Please take the records that follow and repeat exactly the lines starting with the line with "pub fn shutdown(&self)" and going on through the line with "to install SIGTERM".

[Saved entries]
▬▬▬
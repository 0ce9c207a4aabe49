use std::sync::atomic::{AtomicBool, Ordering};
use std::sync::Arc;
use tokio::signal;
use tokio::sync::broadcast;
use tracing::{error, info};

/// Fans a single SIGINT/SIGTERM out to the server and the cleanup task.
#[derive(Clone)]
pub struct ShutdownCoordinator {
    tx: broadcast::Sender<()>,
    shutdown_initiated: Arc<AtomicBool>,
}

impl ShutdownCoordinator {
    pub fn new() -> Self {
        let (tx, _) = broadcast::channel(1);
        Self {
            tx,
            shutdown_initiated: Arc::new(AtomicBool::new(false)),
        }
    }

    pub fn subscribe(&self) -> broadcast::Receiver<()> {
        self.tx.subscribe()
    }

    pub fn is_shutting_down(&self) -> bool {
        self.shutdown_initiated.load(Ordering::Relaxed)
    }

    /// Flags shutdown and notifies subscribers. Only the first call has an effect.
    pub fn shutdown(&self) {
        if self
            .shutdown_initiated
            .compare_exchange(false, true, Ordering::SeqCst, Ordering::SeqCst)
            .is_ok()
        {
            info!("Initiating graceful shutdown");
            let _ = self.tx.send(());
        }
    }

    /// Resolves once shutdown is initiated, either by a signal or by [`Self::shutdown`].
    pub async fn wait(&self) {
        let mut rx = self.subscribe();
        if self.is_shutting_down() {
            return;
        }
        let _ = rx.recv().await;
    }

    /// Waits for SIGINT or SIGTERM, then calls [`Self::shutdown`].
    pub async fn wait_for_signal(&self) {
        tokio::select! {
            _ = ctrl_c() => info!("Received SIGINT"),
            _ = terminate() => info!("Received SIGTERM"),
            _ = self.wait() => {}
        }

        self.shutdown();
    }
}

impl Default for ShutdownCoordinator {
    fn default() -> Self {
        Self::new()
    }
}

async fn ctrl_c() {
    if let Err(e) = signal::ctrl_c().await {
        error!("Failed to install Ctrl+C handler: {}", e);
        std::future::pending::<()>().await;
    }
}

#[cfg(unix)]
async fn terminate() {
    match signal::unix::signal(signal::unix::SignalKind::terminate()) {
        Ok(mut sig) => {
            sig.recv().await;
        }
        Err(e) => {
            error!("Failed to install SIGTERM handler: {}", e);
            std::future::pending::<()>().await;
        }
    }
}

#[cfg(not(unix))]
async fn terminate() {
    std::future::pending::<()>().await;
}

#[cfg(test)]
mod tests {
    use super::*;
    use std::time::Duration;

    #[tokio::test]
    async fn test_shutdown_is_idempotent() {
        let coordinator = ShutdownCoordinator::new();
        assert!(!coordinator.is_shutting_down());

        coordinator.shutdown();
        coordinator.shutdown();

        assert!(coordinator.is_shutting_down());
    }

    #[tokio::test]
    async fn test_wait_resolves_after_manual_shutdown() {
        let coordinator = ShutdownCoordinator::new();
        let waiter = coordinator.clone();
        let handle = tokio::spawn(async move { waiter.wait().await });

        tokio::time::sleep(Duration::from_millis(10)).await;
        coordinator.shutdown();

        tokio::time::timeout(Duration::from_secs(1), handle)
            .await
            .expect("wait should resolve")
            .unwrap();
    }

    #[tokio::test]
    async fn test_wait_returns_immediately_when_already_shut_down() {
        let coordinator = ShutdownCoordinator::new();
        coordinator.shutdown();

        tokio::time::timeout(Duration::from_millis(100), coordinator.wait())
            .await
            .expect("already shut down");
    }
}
▬▬▬
*TASK OUTPUT*
    pub fn shutdown(&self) {
        if self
            .shutdown_initiated
            .compare_exchange(false, true, Ordering::SeqCst, Ordering::SeqCst)
            .is_ok()
        {
            info!("Initiating graceful shutdown");
            let _ = self.tx.send(());
        }
    }

    /// Resolves once shutdown is initiated, either by a signal or by [`Self::shutdown`].
    pub async fn wait(&self) {
        let mut rx = self.subscribe();
        if self.is_shutting_down() {
            return;
        }
        let _ = rx.recv().await;
    }

    /// Waits for SIGINT or SIGTERM, then calls [`Self::shutdown`].
    pub async fn wait_for_signal(&self) {
        tokio::select! {
            _ = ctrl_c() => info!("Received SIGINT"),
            _ = terminate() => info!("Received SIGTERM"),
            _ = self.wait() => {}
        }

        self.shutdown();
    }
}

impl Default for ShutdownCoordinator {
    fn default() -> Self {
        Self::new()
    }
}

async fn ctrl_c() {
    if let Err(e) = signal::ctrl_c().await {
        error!("Failed to install Ctrl+C handler: {}", e);
        std::future::pending::<()>().await;
    }
}

#[cfg(unix)]
async fn terminate() {
    match signal::unix::signal(signal::unix::SignalKind::terminate()) {
        Ok(mut sig) => {
            sig.recv().await;
        }
        Err(e) => {
            error!("Failed to install SIGTERM handler: {}", e);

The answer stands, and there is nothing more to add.